Records contained in a dataset
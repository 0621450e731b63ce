use axum::Json;
use serde_json::{json, Value};

pub const SERVICE_NAME: &str = "etl-pipeline";

/// Health check endpoint
#[tracing::instrument]
pub async fn health_check() -> Json<Value> {
    Json(json!({
        "status": "healthy",
        "service": SERVICE_NAME,
    }))
}

/// Service information and endpoint listing
#[tracing::instrument]
pub async fn index() -> Json<Value> {
    Json(json!({
        "service": SERVICE_NAME,
        "version": env!("CARGO_PKG_VERSION"),
        "description": "Extracts database query results to Parquet and delivers them over SFTP or object storage",
        "endpoints": {
            "GET /health": "Health check",
            "POST /run-pipeline": "Extract every target and deliver over SFTP",
            "POST /run-pipeline/{target}": "Extract one target, optionally deliver over SFTP",
            "POST /upload/{target}": "Upload extracted files of one target to object storage",
            "POST /run-storage-pipeline/{target}": "Extract one target into a scratch directory and upload to object storage",
            "GET /jobs": "List jobs, newest first",
            "GET /jobs/{jobId}": "Job detail",
            "GET /metrics": "Prometheus metrics",
        },
    }))
}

**Aim of the exercise:** Please repeat the data in full so that nothing differs from the original.

**Problem solution:**
repository 0621450e731b63ce
use axum::Json;
use serde_json::{json, Value};

pub const SERVICE_NAME: &str = "etl-pipeline";

/// Health check endpoint
#[tracing::instrument]
pub async fn health_check() -> Json<Value> {
    Json(json!({
        "status": "healthy",
        "service": SERVICE_NAME,
    }))
}

/// Service information and endpoint listing
#[tracing::instrument]
pub async fn index() -> Json<Value> {
    Json(json!({
        "service": SERVICE_NAME,
        "version": env!("CARGO_PKG_VERSION"),
        "description": "Extracts database query results to Parquet and delivers them over SFTP or object storage",
        "endpoints": {
            "GET /health": "Health check",
            "POST /run-pipeline": "Extract every target and deliver over SFTP",
            "POST /run-pipeline/{target}": "Extract one target, optionally deliver over SFTP",
            "POST /upload/{target}": "Upload extracted files of one target to object storage",
            "POST /run-storage-pipeline/{target}": "Extract one target into a scratch directory and upload to object storage",
            "GET /jobs": "List jobs, newest first",
            "GET /jobs/{jobId}": "Job detail",
            "GET /metrics": "Prometheus metrics",
        },
    }))
}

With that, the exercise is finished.